WORK INSTRUCTIONS: The listing that follows is to be output in full and without change.

=== Begin Enclosure ===

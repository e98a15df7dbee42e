// SPDX-License-Identifier: BUSL-1.1
// Copyright (c) 2026 Alfred Jean LLC

//! Daemon lifecycle management: configuration, startup, shutdown.

use std::fs::{File, OpenOptions};
use std::path::PathBuf;
use std::sync::Arc;
use std::time::Instant;

use fs2::FileExt;
use mx_core::{Endpoint, EndpointError, MutexRegistry};
use thiserror::Error;
use tracing::{info, warn};

use crate::server::{CoordinationServer, ServerError};

/// Daemon configuration
#[derive(Debug, Clone)]
pub struct Config {
    /// Where the coordination server listens
    pub endpoint: Endpoint,
    /// Path to lock/PID file
    pub lock_path: PathBuf,
    /// Path to daemon log file
    pub log_path: PathBuf,
}

impl Config {
    /// Build configuration from the environment.
    ///
    /// `MX_ENDPOINT` selects the listen address; otherwise the daemon listens
    /// on `mx.sock` inside the socket directory.
    pub fn from_env() -> Result<Self, LifecycleError> {
        let state_dir = state_dir()?;
        Ok(Self::in_dir(state_dir, default_endpoint()?))
    }

    /// Configuration rooted at an explicit state directory
    pub fn in_dir(state_dir: PathBuf, endpoint: Endpoint) -> Self {
        Self {
            endpoint,
            lock_path: state_dir.join("daemon.pid"),
            log_path: state_dir.join("daemon.log"),
        }
    }
}

/// Daemon state during operation
pub struct DaemonState {
    pub config: Config,
    // NOTE(lifetime): Held to maintain exclusive file lock; released on drop
    #[allow(dead_code)]
    lock_file: File,
    pub server: CoordinationServer,
    /// When daemon started
    pub start_time: Instant,
}

impl DaemonState {
    /// Shutdown the daemon gracefully
    pub async fn shutdown(&mut self) -> Result<(), LifecycleError> {
        info!("Shutting down daemon...");

        // 1. Terminate connections and release the socket
        self.server.close().await?;

        // 2. Remove PID file (lock itself is released when lock_file drops)
        if self.config.lock_path.exists() {
            if let Err(e) = std::fs::remove_file(&self.config.lock_path) {
                warn!("Failed to remove PID file: {}", e);
            }
        }

        info!(
            uptime_secs = self.start_time.elapsed().as_secs(),
            "Daemon shutdown complete"
        );
        Ok(())
    }
}

/// Lifecycle errors
#[derive(Debug, Error)]
pub enum LifecycleError {
    #[error("Could not determine state directory")]
    NoStateDir,

    #[error("Invalid MX_ENDPOINT: {0}")]
    Endpoint(#[from] EndpointError),

    #[error("Failed to acquire lock: daemon already running?")]
    LockFailed(#[source] std::io::Error),

    #[error("Server error: {0}")]
    Server(#[from] ServerError),

    #[error("IO error: {0}")]
    Io(#[from] std::io::Error),
}

/// Start the daemon
pub async fn startup(config: &Config) -> Result<DaemonState, LifecycleError> {
    match startup_inner(config).await {
        Ok(state) => Ok(state),
        Err(e) => {
            cleanup_on_failure(config, &e);
            Err(e)
        }
    }
}

async fn startup_inner(config: &Config) -> Result<DaemonState, LifecycleError> {
    // 1. Create state directory
    if let Some(parent) = config.lock_path.parent() {
        std::fs::create_dir_all(parent)?;
    }

    // 2. Acquire lock file FIRST - prevents two daemons fighting over the socket
    // (no truncation until the lock is ours, so a running daemon's PID survives)
    let mut lock_file = OpenOptions::new()
        .create(true)
        .truncate(false)
        .write(true)
        .open(&config.lock_path)?;
    lock_file
        .try_lock_exclusive()
        .map_err(LifecycleError::LockFailed)?;

    use std::io::Write;
    lock_file.set_len(0)?;
    writeln!(lock_file, "{}", std::process::id())?;

    // 3. Bind (LAST - only after the lock is ours)
    let registry = Arc::new(MutexRegistry::new());
    let mut server = CoordinationServer::new(registry, config.endpoint.clone());
    let local = server.open().await?;

    info!(endpoint = %local, "Daemon started");

    Ok(DaemonState {
        config: config.clone(),
        lock_file,
        server,
        start_time: Instant::now(),
    })
}

/// Endpoint from `MX_ENDPOINT`, falling back to `mx.sock` in the socket directory
pub fn default_endpoint() -> Result<Endpoint, EndpointError> {
    match std::env::var("MX_ENDPOINT") {
        Ok(raw) => raw.parse(),
        Err(_) => Ok(Endpoint::Unix(socket_dir().join("mx.sock"))),
    }
}

/// Clean up resources on startup failure
fn cleanup_on_failure(config: &Config, error: &LifecycleError) {
    // Another daemon owns the PID file; leave it alone
    if matches!(error, LifecycleError::LockFailed(_)) {
        return;
    }
    if config.lock_path.exists() {
        let _ = std::fs::remove_file(&config.lock_path);
    }
}

/// Get the state directory for mx
fn state_dir() -> Result<PathBuf, LifecycleError> {
    if let Ok(dir) = std::env::var("MX_STATE_DIR") {
        return Ok(PathBuf::from(dir));
    }

    // Use XDG_STATE_HOME or default to ~/.local/state
    if let Ok(xdg) = std::env::var("XDG_STATE_HOME") {
        return Ok(PathBuf::from(xdg).join("mx"));
    }

    let home = std::env::var("HOME").map_err(|_| LifecycleError::NoStateDir)?;
    Ok(PathBuf::from(home).join(".local/state/mx"))
}

/// Get the socket directory for mx
///
/// Uses /tmp/mx by default to keep paths short (macOS SUN_LEN = 104).
/// Can be overridden with MX_SOCKET_DIR.
fn socket_dir() -> PathBuf {
    match std::env::var("MX_SOCKET_DIR") {
        Ok(dir) => PathBuf::from(dir),
        Err(_) => PathBuf::from("/tmp/mx"),
    }
}

#[cfg(test)]
#[path = "lifecycle_tests.rs"]
mod tests;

=== End Enclosure ===

SOLUTION TO THIS EXERCISE:
repository e98a15df7dbee42e
// SPDX-License-Identifier: BUSL-1.1
// Copyright (c) 2026 Alfred Jean LLC

//! Daemon lifecycle management: configuration, startup, shutdown.

use std::fs::{File, OpenOptions};
use std::path::PathBuf;
use std::sync::Arc;
use std::time::Instant;

use fs2::FileExt;
use mx_core::{Endpoint, EndpointError, MutexRegistry};
use thiserror::Error;
use tracing::{info, warn};

use crate::server::{CoordinationServer, ServerError};

/// Daemon configuration
#[derive(Debug, Clone)]
pub struct Config {
    /// Where the coordination server listens
    pub endpoint: Endpoint,
    /// Path to lock/PID file
    pub lock_path: PathBuf,
    /// Path to daemon log file
    pub log_path: PathBuf,
}

impl Config {
    /// Build configuration from the environment.
    ///
    /// `MX_ENDPOINT` selects the listen address; otherwise the daemon listens
    /// on `mx.sock` inside the socket directory.
    pub fn from_env() -> Result<Self, LifecycleError> {
        let state_dir = state_dir()?;
        Ok(Self::in_dir(state_dir, default_endpoint()?))
    }

    /// Configuration rooted at an explicit state directory
    pub fn in_dir(state_dir: PathBuf, endpoint: Endpoint) -> Self {
        Self {
            endpoint,
            lock_path: state_dir.join("daemon.pid"),
            log_path: state_dir.join("daemon.log"),
        }
    }
}

/// Daemon state during operation
pub struct DaemonState {
    pub config: Config,
    // NOTE(lifetime): Held to maintain exclusive file lock; released on drop
    #[allow(dead_code)]
    lock_file: File,
    pub server: CoordinationServer,
    /// When daemon started
    pub start_time: Instant,
}

impl DaemonState {
    /// Shutdown the daemon gracefully
    pub async fn shutdown(&mut self) -> Result<(), LifecycleError> {
        info!("Shutting down daemon...");

        // 1. Terminate connections and release the socket
        self.server.close().await?;

        // 2. Remove PID file (lock itself is released when lock_file drops)
        if self.config.lock_path.exists() {
            if let Err(e) = std::fs::remove_file(&self.config.lock_path) {
                warn!("Failed to remove PID file: {}", e);
            }
        }

        info!(
            uptime_secs = self.start_time.elapsed().as_secs(),
            "Daemon shutdown complete"
        );
        Ok(())
    }
}

/// Lifecycle errors
#[derive(Debug, Error)]
pub enum LifecycleError {
    #[error("Could not determine state directory")]
    NoStateDir,

    #[error("Invalid MX_ENDPOINT: {0}")]
    Endpoint(#[from] EndpointError),

    #[error("Failed to acquire lock: daemon already running?")]
    LockFailed(#[source] std::io::Error),

    #[error("Server error: {0}")]
    Server(#[from] ServerError),

    #[error("IO error: {0}")]
    Io(#[from] std::io::Error),
}

/// Start the daemon
pub async fn startup(config: &Config) -> Result<DaemonState, LifecycleError> {
    match startup_inner(config).await {
        Ok(state) => Ok(state),
        Err(e) => {
            cleanup_on_failure(config, &e);
            Err(e)
        }
    }
}

async fn startup_inner(config: &Config) -> Result<DaemonState, LifecycleError> {
    // 1. Create state directory
    if let Some(parent) = config.lock_path.parent() {
        std::fs::create_dir_all(parent)?;
    }

    // 2. Acquire lock file FIRST - prevents two daemons fighting over the socket
    // (no truncation until the lock is ours, so a running daemon's PID survives)
    let mut lock_file = OpenOptions::new()
        .create(true)
        .truncate(false)
        .write(true)
        .open(&config.lock_path)?;
    lock_file
        .try_lock_exclusive()
        .map_err(LifecycleError::LockFailed)?;

    use std::io::Write;
    lock_file.set_len(0)?;
    writeln!(lock_file, "{}", std::process::id())?;

    // 3. Bind (LAST - only after the lock is ours)
    let registry = Arc::new(MutexRegistry::new());
    let mut server = CoordinationServer::new(registry, config.endpoint.clone());
    let local = server.open().await?;

    info!(endpoint = %local, "Daemon started");

    Ok(DaemonState {
        config: config.clone(),
        lock_file,
        server,
        start_time: Instant::now(),
    })
}

/// Endpoint from `MX_ENDPOINT`, falling back to `mx.sock` in the socket directory
pub fn default_endpoint() -> Result<Endpoint, EndpointError> {
    match std::env::var("MX_ENDPOINT") {
        Ok(raw) => raw.parse(),
        Err(_) => Ok(Endpoint::Unix(socket_dir().join("mx.sock"))),
    }
}

/// Clean up resources on startup failure
fn cleanup_on_failure(config: &Config, error: &LifecycleError) {
    // Another daemon owns the PID file; leave it alone
    if matches!(error, LifecycleError::LockFailed(_)) {
        return;
    }
    if config.lock_path.exists() {
        let _ = std::fs::remove_file(&config.lock_path);
    }
}

/// Get the state directory for mx
fn state_dir() -> Result<PathBuf, LifecycleError> {
    if let Ok(dir) = std::env::var("MX_STATE_DIR") {
        return Ok(PathBuf::from(dir));
    }

    // Use XDG_STATE_HOME or default to ~/.local/state
    if let Ok(xdg) = std::env::var("XDG_STATE_HOME") {
        return Ok(PathBuf::from(xdg).join("mx"));
    }

    let home = std::env::var("HOME").map_err(|_| LifecycleError::NoStateDir)?;
    Ok(PathBuf::from(home).join(".local/state/mx"))
}

/// Get the socket directory for mx
///
/// Uses /tmp/mx by default to keep paths short (macOS SUN_LEN = 104).
/// Can be overridden with MX_SOCKET_DIR.
fn socket_dir() -> PathBuf {
    match std::env::var("MX_SOCKET_DIR") {
        Ok(dir) => PathBuf::from(dir),
        Err(_) => PathBuf::from("/tmp/mx"),
    }
}

#[cfg(test)]
#[path = "lifecycle_tests.rs"]
mod tests;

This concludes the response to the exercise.